Minimum güven aralığı uzunluğunu oluşturan değer nedir?
Rastgele bir değişken $X$ takip eder $$f(x|\theta)=\frac{1}{2}e^{-|x-\theta|} \quad -\infty<x<\infty$$
Bir güven aralığı düşünüyorum $\theta$, $S(X)=[X-b,X+c]$.
Güven seviyesini belirlediğimde $1-\alpha$, değerleri nelerdir $b$ ve $c$ bu, güven aralığının minimum uzunluğunu yapar $d=b+c$?
Ne buldum
Bundan önceki soru şunun olasılığını sordu: $${\theta-c \leq X \leq \theta +b}$$
ve cevabı kolayca aldım $$\int_{\theta -c }^{\theta+b } f(x|\theta) dx=\frac{1}{2}(e^b-e^c)$$
Bir güven aralığına ihtiyacım olursa düşünüyorum $/theta$, Ayarlamam gerek $$P(X-b\leq\theta\leq X+c)>1-\alpha$$ ama PDF'sini bilmiyorum $\theta$. Burada sıkışıp kaldım.

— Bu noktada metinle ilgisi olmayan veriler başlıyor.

//! Coupon Records

use jiff::Timestamp;
use serde::Serialize;

use crate::{
    domain::{audit::Audit, campaigns::records::CampaignId},
    ids::TypedId,
};

/// Coupon ID
pub type CouponId = TypedId<CouponRecord>;

/// Marker for holder identifiers. Holders are customers of the storefront;
/// this service only ever sees their opaque numeric id.
#[derive(Debug, Clone, Copy)]
pub struct Holder;

/// Holder ID
pub type HolderId = TypedId<Holder>;

/// Coupon Status
#[derive(Debug, Clone, Copy, PartialEq, Eq, Serialize)]
#[serde(rename_all = "snake_case")]
pub enum CouponStatus {
    Issued,
    Used,
    Expired,
    Canceled,
}

impl CouponStatus {
    #[must_use]
    pub const fn as_str(self) -> &'static str {
        match self {
            Self::Issued => "issued",
            Self::Used => "used",
            Self::Expired => "expired",
            Self::Canceled => "canceled",
        }
    }

    #[must_use]
    pub fn parse(value: &str) -> Option<Self> {
        match value {
            "issued" => Some(Self::Issued),
            "used" => Some(Self::Used),
            "expired" => Some(Self::Expired),
            "canceled" => Some(Self::Canceled),
            _ => None,
        }
    }
}

/// Result of a redemption attempt.
#[derive(Debug, Clone, Copy, PartialEq, Eq, Serialize)]
#[serde(rename_all = "snake_case")]
pub enum RedemptionOutcome {
    /// The coupon transitioned to `Used`.
    Redeemed,
    /// The coupon had already left the `Issued` state; nothing changed.
    AlreadyFinalized,
    /// The owning campaign's window has closed; the coupon is now `Expired`.
    CampaignWindowClosed,
}

/// Result of a cancellation attempt.
#[derive(Debug, Clone, Copy, PartialEq, Eq, Serialize)]
#[serde(rename_all = "snake_case")]
pub enum CancellationOutcome {
    /// The redemption was reversed; the coupon is `Issued` again.
    Reinstated,
    /// The coupon was not in the `Used` state; nothing changed.
    NotCurrentlyUsed,
}

/// Coupon Record
///
/// One issued coupon held by one customer. Rows are kept forever for
/// accounting, even after the owning campaign is disabled.
#[derive(Debug, Clone, Serialize)]
pub struct CouponRecord {
    pub id: CouponId,
    pub campaign_id: CampaignId,
    pub holder_id: HolderId,
    pub status: CouponStatus,
    pub issued_at: Timestamp,
    /// Set exactly while the status is `Used`.
    pub used_at: Option<Timestamp>,
    #[serde(flatten)]
    pub audit: Audit,
}

impl CouponRecord {
    /// Mark the coupon as used at `now`.
    ///
    /// Repeat calls are no-ops with an explicit negative outcome, so callers
    /// may retry safely. A redemption attempted after the owning campaign's
    /// end date finalizes the coupon as `Expired`.
    pub fn redeem(&mut self, now: Timestamp, campaign_end: Timestamp) -> RedemptionOutcome {
        if self.status != CouponStatus::Issued {
            return RedemptionOutcome::AlreadyFinalized;
        }

        if now > campaign_end {
            self.status = CouponStatus::Expired;
            return RedemptionOutcome::CampaignWindowClosed;
        }

        self.status = CouponStatus::Used;
        self.used_at = Some(now);

        RedemptionOutcome::Redeemed
    }

    /// Reverse a redemption, returning the coupon to the `Issued` state.
    pub fn cancel_redemption(&mut self) -> CancellationOutcome {
        if self.status != CouponStatus::Used {
            return CancellationOutcome::NotCurrentlyUsed;
        }

        self.status = CouponStatus::Issued;
        self.used_at = None;

        CancellationOutcome::Reinstated
    }
}
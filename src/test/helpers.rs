//! Test Helpers

use jiff::Timestamp;

use crate::{
    domain::{
        campaigns::{
            CampaignsService, CampaignsServiceError,
            data::NewCampaign,
            records::{CampaignRecord, Discount},
        },
        coupons::records::HolderId,
    },
    test::TestContext,
};

/// Validity window shared by the campaign helpers, chosen well clear of the
/// wall clock so tests control time entirely through explicit instants.
const WINDOW_START: &str = "2026-06-01T00:00:00Z";
const WINDOW_END: &str = "2026-07-01T00:00:00Z";

fn ts(value: &str) -> Timestamp {
    value.parse().expect("test timestamp must parse")
}

pub(crate) fn before_window() -> Timestamp {
    ts("2026-05-15T00:00:00Z")
}

pub(crate) fn inside_window() -> Timestamp {
    ts("2026-06-15T12:00:00Z")
}

pub(crate) fn after_window() -> Timestamp {
    ts("2026-07-02T00:00:00Z")
}

pub(crate) fn holder(id: i64) -> HolderId {
    HolderId::from_i64(id)
}

/// A valid campaign definition in the shared window, still in `Created`.
pub(crate) fn open_campaign(code: &str, max_issuance: Option<u32>) -> NewCampaign {
    NewCampaign {
        code: code.to_string(),
        name: format!("{code} campaign"),
        description: None,
        discount: Discount::Percentage { rate: 25 },
        minimum_purchase: None,
        start_date: ts(WINDOW_START),
        end_date: ts(WINDOW_END),
        max_issuance,
    }
}

/// Create and activate a campaign, ready for issuance inside the window.
pub(crate) async fn create_active_campaign(
    ctx: &TestContext,
    code: &str,
    max_issuance: Option<u32>,
) -> Result<CampaignRecord, CampaignsServiceError> {
    let campaign = ctx
        .campaigns
        .create_campaign(open_campaign(code, max_issuance))
        .await?;

    ctx.campaigns.activate_campaign(campaign.id).await
}
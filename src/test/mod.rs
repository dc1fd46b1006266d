//! Test-only infrastructure shared by the service integration tests.

pub(crate) mod helpers;

pub(crate) use context::TestContext;
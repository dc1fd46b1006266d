//! Campaigns service errors.

use sqlx::{
    Error,
    error::{DatabaseError, ErrorKind},
};
use thiserror::Error;

use crate::domain::campaigns::data::ValidationIssue;

#[derive(Debug, Error)]
pub enum CampaignsServiceError {
    #[error("campaign code already in use")]
    DuplicateCode,

    #[error("campaign not found")]
    NotFound,

    #[error("campaign definition is invalid")]
    Validation(Vec<ValidationIssue>),

    #[error("related resource not found")]
    InvalidReference,

    #[error("missing required data")]
    MissingRequiredData,

    #[error("invalid data")]
    InvalidData,

    #[error("storage error")]
    Sql(#[source] Error),
}

impl From<Error> for CampaignsServiceError {
    fn from(error: Error) -> Self {
        if matches!(error, Error::RowNotFound) {
            return Self::NotFound;
        }

        match error.as_database_error().map(DatabaseError::kind) {
            Some(ErrorKind::UniqueViolation) => Self::DuplicateCode,
            Some(ErrorKind::ForeignKeyViolation) => Self::InvalidReference,
            Some(ErrorKind::NotNullViolation) => Self::MissingRequiredData,
            Some(ErrorKind::CheckViolation) => Self::InvalidData,
            _ => Self::Sql(error),
        }
    }
}
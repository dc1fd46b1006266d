//! Campaigns

pub mod data;
pub mod errors;
pub mod records;
pub(crate) mod repository;
pub mod service;

pub use errors::CampaignsServiceError;
pub use service::*;
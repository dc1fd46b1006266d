//! Coupons

pub mod errors;
pub mod records;
pub(crate) mod repository;
pub mod service;

pub use errors::CouponsServiceError;
pub use service::*;
//! Database connection management

use sqlx::{PgPool, Postgres, Transaction};

#[derive(Debug, Clone)]
pub struct Db {
    pool: PgPool,
}

impl Db {
    #[must_use]
    pub fn new(pool: PgPool) -> Self {
        Self { pool }
    }

    /// Begin a transaction.
    ///
    /// Every multi-step service operation runs inside one of these so that
    /// either all of its writes land or none do.
    ///
    /// # Errors
    ///
    /// Returns an error when starting the transaction fails.
    pub async fn begin_transaction(&self) -> Result<Transaction<'static, Postgres>, sqlx::Error> {
        self.pool.begin().await
    }
}

/// Connect to `PostgreSQL`.
///
/// # Errors
///
/// Returns an error if the connection cannot be established.
pub async fn connect(database_url: &str) -> Result<PgPool, sqlx::Error> {
    PgPool::connect(database_url).await
}
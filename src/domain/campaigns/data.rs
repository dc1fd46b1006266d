//! Campaigns Data

use jiff::Timestamp;
use thiserror::Error;

use crate::domain::campaigns::records::{CampaignStatus, Discount};

/// A single reason a campaign definition was rejected.
#[derive(Debug, Clone, Copy, PartialEq, Eq, Error)]
pub enum ValidationIssue {
    #[error("campaign name must not be blank")]
    BlankName,

    #[error("start date must be before end date")]
    InvertedWindow,

    #[error("fixed amount discounts need an amount greater than zero")]
    ZeroDiscountAmount,

    #[error("percentage discounts need a rate between 1 and 100")]
    RateOutOfRange,
}

/// New Campaign Data
#[derive(Debug, Clone, PartialEq)]
pub struct NewCampaign {
    pub code: String,
    pub name: String,
    pub description: Option<String>,
    pub discount: Discount,
    pub minimum_purchase: Option<u64>,
    pub start_date: Timestamp,
    pub end_date: Timestamp,
    pub max_issuance: Option<u32>,
}

impl NewCampaign {
    /// Check the definition against the creation invariants, collecting every
    /// violation rather than stopping at the first.
    pub fn validate(&self) -> Result<(), Vec<ValidationIssue>> {
        let mut issues = Vec::new();

        if self.name.trim().is_empty() {
            issues.push(ValidationIssue::BlankName);
        }

        if self.start_date >= self.end_date {
            issues.push(ValidationIssue::InvertedWindow);
        }

        match self.discount {
            Discount::FixedAmount { amount } if amount == 0 => {
                issues.push(ValidationIssue::ZeroDiscountAmount);
            }
            Discount::Percentage { rate } if rate == 0 || rate > 100 => {
                issues.push(ValidationIssue::RateOutOfRange);
            }
            _ => {}
        }

        if issues.is_empty() { Ok(()) } else { Err(issues) }
    }
}

/// Campaign Update Data
///
/// Absent fields leave the stored value untouched, mirroring the partial
/// update the admin API performs.
#[derive(Debug, Clone, Default, PartialEq)]
pub struct CampaignUpdate {
    pub name: Option<String>,
    pub description: Option<String>,
    pub minimum_purchase: Option<u64>,
    pub status: Option<CampaignStatus>,
}

/// Page Request
#[derive(Debug, Clone, Copy, PartialEq, Eq)]
pub struct Page {
    pub limit: u32,
    pub offset: u32,
}

impl Default for Page {
    fn default() -> Self {
        Self {
            limit: 10,
            offset: 0,
        }
    }
}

Biri bana yardım edebilir mi?
Yanıtlar
Sağladığınız pdf, verilen θ altında X'in koşullu bir pdf'si olduğundan, verilen θ altında X'in güven aralığını (CI) türetmek mümkündür, ancak θ'nin CI'sini türetmek mümkün değildir.
Aksine, f (θ | x) 'in pdf'si aynı ifade ile veriliyorsa, en kısa CI θ S (x) = [x + ln (alfa) x-ln (alfa)] şeklinde türetilebilir.
Olasılık sonucunuzda bir hata var (bu, sınırsız olduğu gerçeğiyle açık olmalıdır). Aralığı kullanma$\text{CI}(X) = [X-b, X+c]$ Kapsam olasılığına sahip olmalısınız:
$$\begin{align} \mathbb{P}(\theta \in \text{CI}(X)) &= \mathbb{P}(X-b \leqslant \theta \leqslant X+c) \\[6pt] &= \mathbb{P}(\theta-c \leqslant X \leqslant \theta+b) \\[6pt] &= \int \limits_{\theta-c}^{\theta+b} \text{Laplace}(x|\theta,1) \ dx \\[6pt] &= \frac{1}{2} \int \limits_{\theta-c}^{\theta+b} e^{-|x-\theta|} \ dx \\[6pt] &= \frac{1}{2} \Bigg[ \ \int \limits_{\theta}^{\theta+b} e^{-x+\theta} \ dx - \int \limits_{\theta}^{\theta+c} e^{-x+\theta} \ dx \Bigg] \\[6pt] &= \frac{1}{2} \Bigg[ (1-e^{-b}) - (1-e^{-c}) \Bigg] \\[6pt] &= \frac{e^{-c} - e^{-b}}{2}. \\[6pt] \end{align}$$
(Sonucunuzun aksine, bunun bire yaklaştığını gözlemleyin. $b \rightarrow \infty$ veya $c \rightarrow \infty$Bu nedenle, bu formun optimum güven aralığını bulmak, aşağıdaki optimizasyon problemini çözmenizi gerektirir:
$$\text{Minimise } b+c \quad \text{ subject to } \quad e^{-c} - e^{-b} = 2(1-\alpha).$$
Biraz çalışmayla, optima'nın ne zaman gerçekleştiğini göstermeniz mümkün olmalıdır. $b=c$, böylece optimum güven aralığı, orta nokta ile bir $x$. Laplace dağılımının ortalama parametre etrafında simetrik olduğu düşünüldüğünde, bu şaşırtıcı değildir.$\theta$.